La permanence dans l’installation est une des caractéristiques du village. Cela signifie que les
habitants s’y installent et y mènent leur vie toute entière. Ils héritent du village, des terres et
des coutumes de leurs ancêtres qui peuvent avoir fondé ce lieu depuis des siècles. Les vivants
actuels comptent léguer leur patrimoine à leurs enfants qui, ils espèrent en feront de même
pour les générations futures. Dans un village, on y vit et on y meurt. On n’envisage pas une
vie permanente ailleurs en dehors de cette aire géographique où l’on a vu le jour. Cela ne
signifie pas que les habitants du village ne voyagent pas. Bien au contraire, ils se déplacent
mais quel que soit le temps qu’ils mettent en dehors de leur territoire, ils y reviennent
toujours.
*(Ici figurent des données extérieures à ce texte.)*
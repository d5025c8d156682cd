//! libsql Connection Pool
//!
//! A small bounded pool over a `libsql::Database`:
//!
//! - A semaphore caps connections in use at `max_size`
//! - `min_size` connections are opened up front and kept through reaping
//! - Idle connections older than `idle_timeout` are closed by the keep-alive
//!   task, which also pings the survivors with `SELECT 1`
//! - `acquire` waits at most `acquire_timeout` before failing with
//!   "pool exhausted"
//!
//! Connections are handed out as [`PooledConnection`] guards and return to the
//! pool on drop. A guard dropped while its connection is still inside a
//! transaction discards the connection instead of returning it.
//!
//! # Busy Timeout
//!
//! Every local connection sets `PRAGMA busy_timeout` and enables foreign keys,
//! so concurrent writers wait for the lock instead of failing with
//! "database is locked".
//!
//! # In-Memory Databases
//!
//! Each libsql connection to `:memory:` is a separate database, so a memory
//! pool is clamped to a single connection that is never reaped. A memory
//! connection dropped mid-transaction is rolled back and reused.

use crate::db::error::{StoreError, StoreResult};
use libsql::{Builder, Connection, Database};
use parking_lot::Mutex;
use serde::Serialize;
use std::collections::VecDeque;
use std::ops::Deref;
use std::sync::atomic::{AtomicBool, AtomicUsize, Ordering};
use std::sync::{Arc, Weak};
use std::time::{Duration, Instant};
use tokio::sync::{OwnedSemaphorePermit, Semaphore};

/// Path that selects a private in-memory database
pub const MEMORY_PATH: &str = ":memory:";

/// Pool sizing and timing
#[derive(Debug, Clone, PartialEq)]
pub struct PoolOptions {
    pub min_size: usize,
    pub max_size: usize,
    pub idle_timeout: Duration,
    pub acquire_timeout: Duration,
    pub keep_alive_interval: Duration,
    pub busy_timeout: Duration,
}

impl Default for PoolOptions {
    fn default() -> Self {
        Self {
            min_size: 1,
            max_size: 10,
            idle_timeout: Duration::from_secs(300),
            acquire_timeout: Duration::from_secs(5),
            keep_alive_interval: Duration::from_secs(60),
            busy_timeout: Duration::from_secs(5),
        }
    }
}

/// Where the pool's database lives
#[derive(Debug, Clone, PartialEq, Eq)]
pub enum PoolTarget {
    /// Local file path, or `:memory:`
    Local(String),
    /// Remote libsql / Turso endpoint
    Remote { url: String, auth_token: String },
}

impl PoolTarget {
    pub fn is_memory(&self) -> bool {
        matches!(self, PoolTarget::Local(path) if path == MEMORY_PATH)
    }

    fn is_local(&self) -> bool {
        matches!(self, PoolTarget::Local(_))
    }
}

/// Point-in-time pool occupancy
#[derive(Debug, Clone, Copy, Default, PartialEq, Eq, Serialize)]
pub struct PoolStatus {
    /// Open connections (idle + in use)
    pub size: usize,
    pub idle: usize,
    pub in_use: usize,
    /// Callers currently blocked in `acquire`
    pub waiting: usize,
    pub max: usize,
}

struct IdleConnection {
    conn: Connection,
    since: Instant,
}

struct PoolInner {
    db: Database,
    target: PoolTarget,
    options: PoolOptions,
    semaphore: Arc<Semaphore>,
    idle: Mutex<VecDeque<IdleConnection>>,
    size: AtomicUsize,
    waiting: AtomicUsize,
    closed: AtomicBool,
}

/// Bounded libsql connection pool
#[derive(Clone)]
pub struct ConnectionPool {
    inner: Arc<PoolInner>,
}

impl ConnectionPool {
    /// Open the database and pre-warm `min_size` connections
    pub async fn open(target: PoolTarget, mut options: PoolOptions) -> StoreResult<Self> {
        if target.is_memory() {
            options.min_size = 1;
            options.max_size = 1;
        }
        options.max_size = options.max_size.max(1);
        options.min_size = options.min_size.min(options.max_size);

        let db = match &target {
            PoolTarget::Local(path) => Builder::new_local(path).build().await,
            PoolTarget::Remote { url, auth_token } => {
                Builder::new_remote(url.clone(), auth_token.clone())
                    .build()
                    .await
            }
        }
        .map_err(|e| StoreError::connection(format!("failed to open database: {}", e)))?;

        let pool = Self {
            inner: Arc::new(PoolInner {
                db,
                semaphore: Arc::new(Semaphore::new(options.max_size)),
                target,
                options,
                idle: Mutex::new(VecDeque::new()),
                size: AtomicUsize::new(0),
                waiting: AtomicUsize::new(0),
                closed: AtomicBool::new(false),
            }),
        };

        for _ in 0..pool.inner.options.min_size {
            let conn = pool.inner.open_connection().await?;
            pool.inner.size.fetch_add(1, Ordering::SeqCst);
            pool.inner.idle.lock().push_back(IdleConnection {
                conn,
                since: Instant::now(),
            });
        }

        tracing::debug!(
            min = pool.inner.options.min_size,
            max = pool.inner.options.max_size,
            memory = pool.inner.target.is_memory(),
            "connection pool opened"
        );
        Ok(pool)
    }

    /// Borrow a connection, waiting up to `acquire_timeout`
    pub async fn acquire(&self) -> StoreResult<PooledConnection> {
        if self.inner.closed.load(Ordering::SeqCst) {
            return Err(StoreError::connection("connection pool is closed"));
        }

        self.inner.waiting.fetch_add(1, Ordering::SeqCst);
        let permit = tokio::time::timeout(
            self.inner.options.acquire_timeout,
            self.inner.semaphore.clone().acquire_owned(),
        )
        .await;
        self.inner.waiting.fetch_sub(1, Ordering::SeqCst);

        let permit = match permit {
            Ok(Ok(permit)) => permit,
            Ok(Err(_)) => return Err(StoreError::connection("connection pool is closed")),
            Err(_) => {
                return Err(StoreError::connection(format!(
                    "pool exhausted: no connection available within {}ms ({} in use)",
                    self.inner.options.acquire_timeout.as_millis(),
                    self.inner.options.max_size
                )))
            }
        };

        let reused = self.inner.idle.lock().pop_back();
        let conn = match reused {
            Some(idle) => idle.conn,
            None => {
                let conn = self.inner.open_connection().await?;
                self.inner.size.fetch_add(1, Ordering::SeqCst);
                conn
            }
        };

        Ok(PooledConnection {
            conn: Some(conn),
            permit: Some(permit),
            pool: Arc::clone(&self.inner),
        })
    }

    pub fn status(&self) -> PoolStatus {
        let idle = self.inner.idle.lock().len();
        let size = self.inner.size.load(Ordering::SeqCst);
        PoolStatus {
            size,
            idle,
            in_use: size.saturating_sub(idle),
            waiting: self.inner.waiting.load(Ordering::SeqCst),
            max: self.inner.options.max_size,
        }
    }

    pub fn options(&self) -> &PoolOptions {
        &self.inner.options
    }

    pub fn is_closed(&self) -> bool {
        self.inner.closed.load(Ordering::SeqCst)
    }

    /// Close idle connections and refuse further acquisitions
    ///
    /// Borrowed connections are closed as their guards drop.
    pub fn close(&self) {
        self.inner.closed.store(true, Ordering::SeqCst);
        self.inner.semaphore.close();
        let drained = std::mem::take(&mut *self.inner.idle.lock());
        self.inner.size.fetch_sub(drained.len(), Ordering::SeqCst);
        tracing::debug!(closed = drained.len(), "connection pool closed");
    }

    /// Spawn the reaping / keep-alive task
    ///
    /// The task holds a weak reference and exits once the pool is dropped or
    /// closed.
    pub fn spawn_keep_alive(&self) -> tokio::task::JoinHandle<()> {
        let weak: Weak<PoolInner> = Arc::downgrade(&self.inner);
        let interval = self.inner.options.keep_alive_interval;
        tokio::spawn(async move {
            let mut ticker = tokio::time::interval(interval);
            ticker.tick().await;
            loop {
                ticker.tick().await;
                let Some(inner) = weak.upgrade() else { break };
                if inner.closed.load(Ordering::SeqCst) {
                    break;
                }
                inner.reap_idle();
                inner.ping_idle().await;
            }
        })
    }
}

impl PoolInner {
    async fn open_connection(&self) -> StoreResult<Connection> {
        let conn = self
            .db
            .connect()
            .map_err(|e| StoreError::connection(format!("failed to connect: {}", e)))?;

        if self.target.is_local() {
            let busy = format!("PRAGMA busy_timeout = {}", self.options.busy_timeout.as_millis());
            execute_pragma(&conn, &busy).await?;
            execute_pragma(&conn, "PRAGMA foreign_keys = ON").await?;
        }
        Ok(conn)
    }

    /// Close idle connections past `idle_timeout`, keeping `min_size` open
    fn reap_idle(&self) {
        if self.target.is_memory() {
            return;
        }
        let mut idle = self.idle.lock();
        let mut reaped = 0;
        while self.size.load(Ordering::SeqCst) > self.options.min_size {
            match idle.front() {
                Some(oldest) if oldest.since.elapsed() >= self.options.idle_timeout => {
                    idle.pop_front();
                    self.size.fetch_sub(1, Ordering::SeqCst);
                    reaped += 1;
                }
                _ => break,
            }
        }
        if reaped > 0 {
            tracing::debug!(reaped, "closed idle connections");
        }
    }

    /// Ping each idle connection, holding a permit while it is checked out
    async fn ping_idle(&self) {
        let count = self.idle.lock().len();
        for _ in 0..count {
            let Ok(permit) = self.semaphore.clone().try_acquire_owned() else {
                return;
            };
            let Some(idle) = self.idle.lock().pop_front() else {
                return;
            };
            let alive = match idle.conn.query("SELECT 1", ()).await {
                Ok(mut rows) => rows.next().await.map(|_| ()),
                Err(e) => Err(e),
            };
            match alive {
                Ok(()) => self.idle.lock().push_back(idle),
                Err(e) => {
                    tracing::warn!(error = %e, "dropping connection that failed keep-alive");
                    self.size.fetch_sub(1, Ordering::SeqCst);
                }
            }
            drop(permit);
        }
    }

    fn release(&self, conn: Connection) {
        if self.closed.load(Ordering::SeqCst) {
            self.size.fetch_sub(1, Ordering::SeqCst);
            return;
        }
        self.idle.lock().push_back(IdleConnection {
            conn,
            since: Instant::now(),
        });
    }
}

/// Execute a PRAGMA statement
///
/// PRAGMA statements return rows, so they go through `query` rather than
/// `execute`.
pub(crate) async fn execute_pragma(conn: &Connection, pragma: &str) -> StoreResult<()> {
    let mut stmt = conn
        .prepare(pragma)
        .await
        .map_err(|e| StoreError::connection(format!("failed to execute '{}': {}", pragma, e)))?;
    let mut rows = stmt
        .query(())
        .await
        .map_err(|e| StoreError::connection(format!("failed to execute '{}': {}", pragma, e)))?;
    rows.next()
        .await
        .map_err(|e| StoreError::connection(format!("failed to execute '{}': {}", pragma, e)))?;
    Ok(())
}

/// RAII guard over a borrowed connection
pub struct PooledConnection {
    conn: Option<Connection>,
    permit: Option<OwnedSemaphorePermit>,
    pool: Arc<PoolInner>,
}

impl Deref for PooledConnection {
    type Target = Connection;

    fn deref(&self) -> &Connection {
        // Only `Drop` takes the connection out
        self.conn.as_ref().unwrap_or_else(|| unreachable!())
    }
}

impl Drop for PooledConnection {
    fn drop(&mut self) {
        let Some(conn) = self.conn.take() else { return };
        let permit = self.permit.take();

        if conn.is_autocommit() {
            self.pool.release(conn);
            drop(permit);
            return;
        }

        if self.pool.target.is_memory() {
            // The only connection holds the whole database: roll back instead
            // of discarding, and keep the permit until it is back in the pool.
            if let Ok(handle) = tokio::runtime::Handle::try_current() {
                let pool = Arc::clone(&self.pool);
                handle.spawn(async move {
                    if let Err(e) = conn.execute("ROLLBACK", ()).await {
                        tracing::warn!(error = %e, "rollback of abandoned transaction failed");
                    }
                    pool.release(conn);
                    drop(permit);
                });
                return;
            }
        }

        tracing::warn!("discarding connection returned inside an open transaction");
        self.pool.size.fetch_sub(1, Ordering::SeqCst);
        drop(permit);
    }
}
L’attachement à cette terre fait que même mort, on y convoie parfois et dans la
mesure du possible ses restes mortels.
D’un point de vue général, une société rurale se caractérise par l'isolement. Par conséquent,
les caractéristiques économiques de la société rurale se développent autour de son
autosuffisance régionale.
L'unité de production qui est la famille essaie de produire une grande partie de ses propres
biens. Ce qu'elle ne peut produire est fait par des artisans résidant dans les mêmes
communautés ou à proximité. Il existe un degré moindre de concurrence sur les biens, le
pouvoir et le statut social. L'agriculture et l'industrie sont étroitement liées et se caractérisent
principalement par l'environnement local. La culture, de même, tend à être régionale et se
développe à partir de l'environnement local.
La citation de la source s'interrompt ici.